The Dáil will vote next week on the proposal to elect the ceann comhairle by secret ballot.
The ceann comhairle, who presides over Dáil proceedings, is currently elected by TDs after being nominated by the taoiseach of the day.
Government Chief Whip Paul Kehoe confirmed the vote would take place next week, making the next Dáil the first to elect a ceann comhairle in a secret ballot.
He was speaking during a debate on the final reports of the constitutional convention, which was established by the Government to consider eight specific issues, and comprised 66 randomly selected citizens, 33 politicians from both sides of the Border and an independent chairman.
But Opposition TDs sharply criticised the Government for showing a lack of respect for the convention and of failing to engage properly in the process.
One of the report’s recommendations included a secret ballot to allow for greater Dáil independence.
The former clerk of the Dáil, Kieran Coughlan, last week questioned whether changes to the election of the ceann comhairle could be made without a referendum, but Mr Kehoe said the Government proposed to bring a new standing order to the House next week on which TDs would vote.
Minister of State for Environment Ann Phelan said it would be for the next government to decide on the issue of votes for the diaspora, following a recommendation by the convention that they should be allowed vote in presidential elections.
Ms Phelan said such a move would require a constitutional change and a full analysis was under way. She said there were considerable challenges in extending the franchise to citizens in Northern Ireland.
But Fianna Fáil whip Seán Ó Fearghaíl criticised the Government, claiming it had “effectively shut down debate on these issues of political reform”. He said just two hours had been allocated for a debate on five reports of the convention and it showed how little respect the Government had for the process of the convention.

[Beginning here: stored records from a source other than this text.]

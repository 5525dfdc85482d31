// SPDX-License-Identifier: Apache-2.0

//! Util for decoding UTF-8 strings spread across multiple byte slices, replacing
//! malformed sequences with the replacement character. Each maximal subpart of
//! an ill-formed sequence becomes a single U+FFFD, per the W3C substitution of
//! maximal subparts.

use arrayvec::ArrayVec;
use simdutf8::compat::from_utf8;

pub const REPLACEMENT: char = '\u{FFFD}';
/// The UTF-8 encoding of [`REPLACEMENT`], written for unpaired surrogates and
/// out-of-range code points.
pub const REPLACEMENT_SEQUENCE: [u8; 3] = [0xEF, 0xBF, 0xBD];

// Char width copied from std

// https://tools.ietf.org/html/rfc3629
const UTF8_CHAR_WIDTH: &[u8; 256] = &[
	// 1  2  3  4  5  6  7  8  9  A  B  C  D  E  F
	1, 1, 1, 1, 1, 1, 1, 1, 1, 1, 1, 1, 1, 1, 1, 1, // 0
	1, 1, 1, 1, 1, 1, 1, 1, 1, 1, 1, 1, 1, 1, 1, 1, // 1
	1, 1, 1, 1, 1, 1, 1, 1, 1, 1, 1, 1, 1, 1, 1, 1, // 2
	1, 1, 1, 1, 1, 1, 1, 1, 1, 1, 1, 1, 1, 1, 1, 1, // 3
	1, 1, 1, 1, 1, 1, 1, 1, 1, 1, 1, 1, 1, 1, 1, 1, // 4
	1, 1, 1, 1, 1, 1, 1, 1, 1, 1, 1, 1, 1, 1, 1, 1, // 5
	1, 1, 1, 1, 1, 1, 1, 1, 1, 1, 1, 1, 1, 1, 1, 1, // 6
	1, 1, 1, 1, 1, 1, 1, 1, 1, 1, 1, 1, 1, 1, 1, 1, // 7
	0, 0, 0, 0, 0, 0, 0, 0, 0, 0, 0, 0, 0, 0, 0, 0, // 8
	0, 0, 0, 0, 0, 0, 0, 0, 0, 0, 0, 0, 0, 0, 0, 0, // 9
	0, 0, 0, 0, 0, 0, 0, 0, 0, 0, 0, 0, 0, 0, 0, 0, // A
	0, 0, 0, 0, 0, 0, 0, 0, 0, 0, 0, 0, 0, 0, 0, 0, // B
	0, 0, 2, 2, 2, 2, 2, 2, 2, 2, 2, 2, 2, 2, 2, 2, // C
	2, 2, 2, 2, 2, 2, 2, 2, 2, 2, 2, 2, 2, 2, 2, 2, // D
	3, 3, 3, 3, 3, 3, 3, 3, 3, 3, 3, 3, 3, 3, 3, 3, // E
	4, 4, 4, 4, 4, 0, 0, 0, 0, 0, 0, 0, 0, 0, 0, 0, // F
];

#[inline]
pub const fn utf8_char_width(b: u8) -> usize {
	UTF8_CHAR_WIDTH[b as usize] as usize
}

/// The first character of a byte slice.
#[derive(Copy, Clone, Debug, Eq, PartialEq)]
pub enum Decoded {
	/// A valid character of the given encoded width.
	Char(char, usize),
	/// A maximal subpart of an ill-formed sequence, to be replaced by a single
	/// U+FFFD. The width is at least 1.
	Malformed(usize),
	/// A valid prefix of a character; the slice ended before its last byte.
	Incomplete,
}

/// Decodes the first character of a non-empty slice.
pub fn decode_prefix(bytes: &[u8]) -> Decoded {
	let lead = bytes[0];
	let width = utf8_char_width(lead);
	match width {
		0 => Decoded::Malformed(1),
		1 => Decoded::Char(lead as char, 1),
		_ => {
			for i in 1..width {
				let Some(&byte) = bytes.get(i) else { return Decoded::Incomplete };
				// The second byte's range narrows for boundary leads, ruling
				// out overlongs, surrogates, and values past U+10FFFF.
				let valid = match (i, lead) {
					(1, 0xE0) => matches!(byte, 0xA0..=0xBF),
					(1, 0xED) => matches!(byte, 0x80..=0x9F),
					(1, 0xF0) => matches!(byte, 0x90..=0xBF),
					(1, 0xF4) => matches!(byte, 0x80..=0x8F),
					_         => matches!(byte, 0x80..=0xBF),
				};
				if !valid { return Decoded::Malformed(i) }
			}

			let mut value = (lead as u32) & (0x7Fu32 >> width);
			for &byte in &bytes[1..width] {
				value = value << 6 | (byte & 0x3F) as u32;
			}
			let char = char::from_u32(value)
				.expect("validated sequences decode to scalar values");
			Decoded::Char(char, width)
		}
	}
}

/// Encodes `code_point` as UTF-8 into `buf`, returning the encoded width.
/// Surrogates and values past U+10FFFF encode the replacement character.
pub fn encode_code_point(code_point: u32, buf: &mut [u8; 4]) -> usize {
	let char = char::from_u32(code_point).unwrap_or(REPLACEMENT);
	char.encode_utf8(buf).len()
}

/// Holds the partial character left at the end of a byte slice until the rest
/// arrives in the next slice.
#[derive(Default)]
pub struct CharBuf {
	buf: ArrayVec<u8, 4>,
}

impl CharBuf {
	pub fn is_empty(&self) -> bool { self.buf.is_empty() }

	/// Stores the valid-prefix bytes left unconsumed at the end of a slice.
	pub fn set(&mut self, bytes: &[u8]) {
		debug_assert!(self.buf.is_empty(), "partial character already buffered");
		self.buf
			.try_extend_from_slice(bytes)
			.expect("character buffer should be large enough");
	}

	/// Resolves the buffered partial character with bytes from the next slice,
	/// consuming from `bytes` and appending to `out` as characters complete.
	pub fn fill(&mut self, bytes: &mut &[u8], out: &mut String) {
		while !self.buf.is_empty() {
			match decode_prefix(&self.buf) {
				Decoded::Char(char, width) => {
					debug_assert_eq!(width, self.buf.len());
					out.push(char);
					self.buf.clear();
					return
				}
				Decoded::Malformed(width) => {
					out.push(REPLACEMENT);
					self.buf.drain(..width);
				}
				Decoded::Incomplete => {
					let Some((&byte, rest)) = bytes.split_first() else { return };
					self.buf.push(byte);
					*bytes = rest;
				}
			}
		}
	}

	/// Flushes at end of input: whatever remains buffered can no longer
	/// complete, so each maximal subpart becomes one replacement character.
	pub fn flush(&mut self, out: &mut String) {
		while !self.buf.is_empty() {
			match decode_prefix(&self.buf) {
				Decoded::Char(char, width) => {
					debug_assert_eq!(width, self.buf.len());
					out.push(char);
					self.buf.clear();
				}
				Decoded::Malformed(width) => {
					out.push(REPLACEMENT);
					self.buf.drain(..width);
				}
				Decoded::Incomplete => {
					out.push(REPLACEMENT);
					self.buf.clear();
				}
			}
		}
	}
}

/// Decodes one slice of a possibly-segmented byte sequence into `out`,
/// substituting malformed sequences. A valid-prefix tail is carried in `part`
/// unless `last` is set, in which case it is substituted immediately.
pub fn decode_lossy(mut bytes: &[u8], part: &mut CharBuf, out: &mut String, last: bool) {
	part.fill(&mut bytes, out);

	loop {
		match from_utf8(bytes) {
			Ok(str) => {
				out.push_str(str);
				break
			}
			Err(err) => {
				let (valid, rest) = bytes.split_at(err.valid_up_to());
				// Checked valid just above.
				out.push_str(std::str::from_utf8(valid).unwrap());

				match err.error_len() {
					Some(width) => {
						out.push(REPLACEMENT);
						bytes = &rest[width..];
					}
					None => {
						part.set(rest);
						break
					}
				}
			}
		}
	}

	if last {
		part.flush(out);
	}
}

“These are detailed reports to which a massive amount of expertise, deliberation and, not least, the valuable time and energy of the 66 ordinary citizens who participated in the forum were given.
“It is shameful that the Government thinks that by holding this debate today it is giving due consideration to these reports. Now it believes it is free to shelve them.”
Sinn Féin’s Mary Lou McDonald accused the Government of deliberately ignoring the convention’s recommendations and reports.
“No one signed up to this process to be ignored, sidelined, second-guessed or patronised,” she said.
Independent TD Maureen O’Sullivan also accused the Government of showing a lack of respect for the convention.
Nine reports were published, but only five were debated in the Dáil and there was now a rush to debate the remaining four topics, she said.